A alimentação de Kevin


“Mistura melaço e cereais e tens um pequeno-almoço de campões!”, dizia-me um dos nosso colegas da Ajuda em Ação no Equador e o nosso parceiro local, o Fundo Equatoriano Populorum Progressio (FEPP). Era exatamente isso que estava a comer Kevin, um menino de quatro anos que não deixava de sorrir enquanto lambia esta mistura explosiva de calorias. Falei com ele sobre o futebol e sobre a escola; com a sua mãe falei sobre a energia do pequenote. Sem dúvida que uma boa alimentação também se repercute na sua educação: “vai para a escola com mais vontade e aprende mais”, dizia a mãe, orgulhosa. Quando alguém me pergunta como é que algo tão simples como uma plantação pode beneficiar toda uma comunidade, dou-lhes sempre este exemplo.

O gado da Dona Matilda


A Dona Matilda apresentou-me um dos seus bezerrinhos acabados de nascer: trata-os como se fossem da família! “Como mudou o modo de trabalhar!”, dizia-nos. É que agora, com este projeto, é possível fazer algo que nunca tinha sido feito nestas regiões: uma análise para detetar a mastite bovina. Este avanço permite detetar e tratar esta inflamação nas glândulas mamárias das vacas antes que estes infetem e afetem a produção de leite. Quando se trata do sustento de uma família, a responsabilidade é ainda maior.

Com o que ganha da sua produção de leite, Matilda consegue assegurar que os seus filhos tenham uma alimentação saudável e desenvolvam as suas capacidades nas escolas da Guasaganda. Matilda pertence a outra das associações de produtos láteos que apoiamos: a ASOPAGUA. Graças à Cooperação Espanhola e a AEXCID foi possível melhorar e reconstruir o centro de recolha, trazer novidades no que diz respeito ao tratamento e pasteurização do leite e conseguir criar um produto de qualidade.

Cacau: do campo à tablete


O grande vício confessado pela humanidade também se produz em Guasaganda e também impulsionamos a sua produção através deste projeto. Não deixa de ser curioso ver como é o fruto: entre o roxo e o amarelo, com uma polpa doce e amarga ao mesmo tempo, que esconde numa espécie de ouro negro em forma de sementes. E acaba por ser efetivamente ouro, já que está cotado na bolsa de valores e os astecas já o usavam como moeda.
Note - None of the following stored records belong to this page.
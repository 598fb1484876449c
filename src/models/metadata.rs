//! Documents the indexer reads from and writes to the bucket.

use serde::{Deserialize, Serialize};

/// How a purge ticket asks for a version to be removed.
pub const PURGE_MODE: &str = "expiry";

/// Metadata document written next to an indexed version.
///
/// All times are epoch milliseconds. The expiry fields are only present for
/// versions that uploaded an expiry declaration.
#[derive(Debug, Clone, Serialize, Deserialize)]
pub struct VersionMetadata {
    /// When the upload finished, taken from the job parameters.
    pub upload_time: i64,
    /// When this indexing run processed the version.
    pub index_time: i64,
    /// When the version becomes eligible for removal.
    #[serde(default, skip_serializing_if = "Option::is_none")]
    pub expiry_time: Option<i64>,
    /// Ticket that tracks the scheduled removal.
    #[serde(default, skip_serializing_if = "Option::is_none")]
    pub expiry_job_id: Option<u64>,
}

/// Expiry declaration uploaded next to the version content.
#[derive(Debug, Clone, Serialize, Deserialize)]
pub struct ExpiryInfo {
    /// Lifetime of the version in milliseconds, counted from indexing.
    pub expires_in: i64,
}

/// Pointer to the most recently indexed version of a project.
#[derive(Debug, Clone, Serialize, Deserialize)]
pub struct LatestPointer {
    /// Version the pointer refers to, empty for the placeholder.
    pub version: String,
    /// Indexing time of that version in epoch milliseconds.
    pub index_time: i64,
}

impl LatestPointer {
    /// Indexing time carried by placeholder pointers. Strictly below every
    /// real clock reading, so any later real version replaces a placeholder.
    pub const SENTINEL: i64 = -1;

    pub fn new(version: impl Into<String>, index_time: i64) -> Self {
        Self {
            version: version.into(),
            index_time,
        }
    }

    /// Placeholder stored instead of an expiring version, keeping the
    /// persistent pointer off versions that are scheduled to disappear.
    pub fn placeholder() -> Self {
        Self {
            version: String::new(),
            index_time: Self::SENTINEL,
        }
    }

    /// Whether `candidate` should replace what is currently stored. An absent
    /// pointer is always replaced, a present one only by a strictly newer
    /// candidate, so replays of the same run settle into a stable state.
    pub fn should_replace(existing: Option<&LatestPointer>, candidate: &LatestPointer) -> bool {
        match existing {
            None => true,
            Some(stored) => stored.index_time < candidate.index_time,
        }
    }
}

/// Body of a purge ticket created for an expiring version.
#[derive(Debug, Clone, Serialize, Deserialize)]
pub struct PurgeRequest {
    pub project: String,
    pub version: String,
    /// Always [`PURGE_MODE`].
    pub mode: String,
    /// Epoch milliseconds after which the version may be removed.
    pub delete_after: i64,
}
//! Data models for one indexing run.
//!
//! `job` holds the parameters handed to the process by the upload pipeline,
//! `metadata` holds the documents the indexer reads from and writes to the
//! bucket. Everything serializes as JSON via `serde`.

pub mod job;
pub mod metadata;
//! Object key layout for one project version.
//!
//! Uploaded content lives under the `{project}/{version}/` prefix. Every
//! control object the indexer reads or writes sits next to that prefix as a
//! dot-suffixed sibling, so a listing of the content prefix never returns
//! indexer output.

/// Suffix that marks an uploaded object as part of the aggregate.
pub const JSON_SUFFIX: &str = ".json";

/// Prefix under which the uploaded content of a version lives.
pub fn content_prefix(project: &str, version: &str) -> String {
    format!("{}/{}/", project, version)
}

/// Advisory lease object written by the uploader before this step runs.
pub fn lease(project: &str, version: &str) -> String {
    format!("{}/{}.lease", project, version)
}

/// Optional expiry declaration uploaded next to the content.
pub fn expiry_info(project: &str, version: &str) -> String {
    format!("{}/{}.expiry.json", project, version)
}

/// Metadata document produced for the version.
pub fn version_metadata(project: &str, version: &str) -> String {
    format!("{}/{}.metadata.json", project, version)
}

/// Aggregated contents of every `.json` object under the content prefix.
pub fn aggregate(project: &str, version: &str) -> String {
    format!("{}/{}.index.json", project, version)
}

/// Project-wide permissions document.
pub fn permissions(project: &str) -> String {
    format!("{}/permissions.json", project)
}

/// Pointer to the latest persistent version of the project.
pub fn latest(project: &str) -> String {
    format!("{}/latest.json", project)
}

/// Pointer to the latest version of the project, expiring ones included.
pub fn latest_all(project: &str) -> String {
    format!("{}/latest-all.json", project)
}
O nosso projeto melhorou substancialmente a forma de cultivar cacau nesta zona. Estamos a criar valor, colocando e produzindo a variedade perfeita para esta zona. Um novo centro de recolha e novas ferramentas tecnológicas possibilitam a secagem e torra ideias do cacau.



Ainda que dentro das instalações se chegue a temperaturas de 60º, o odor a cacau é tão potente que não há como não sentir uma vitória. Agora, de cada vez que abro uma tablete de chocolate, não posso deixar de pensar no esforço que exige o cultivo de cacau e a impotência que se sente quando uma colheita é arruinada num só dia porque um mosquito apodrece os frutos. Não posso deixar de pensar em pessoas como o Fermín, o Pablo ou a Maria, agricultores da ASOPROMONCA, com quem trabalhamos lado a lado todos os dias para melhor a produção e assim repercutir positivamente os frutos económicos da colheita, na possibilidade de emprego digno e educação de qualidade para as crianças e jovens da comunidade.

Como é que a Covid-19 vai afetar o projeto?


Mais de um ano depois desta visita, não pude ainda voltar e verificar os avanços do projeto. Ainda assim, o acompanhamento e seguimento tem sido contínuo por parte da nossa equipa no Equador. Ainda que a pandemia global tenha querido atravessar-se no caminho que se traçava para o desenvolvimento, não nos conseguiu vencer. As bases do projeto são tão sólidas e a formação oferecida aos agricultores e pastores tão adaptada à sua realidade que, apesar de tudo, puderam continuar a trabalhar e a trazer rendimentos para as suas economias familiares. Pode fechar-se um ciclo ou terminar um projeto, mas que o não podemos de forma nenhuma encerrar é a vontade de construir um futuro digno.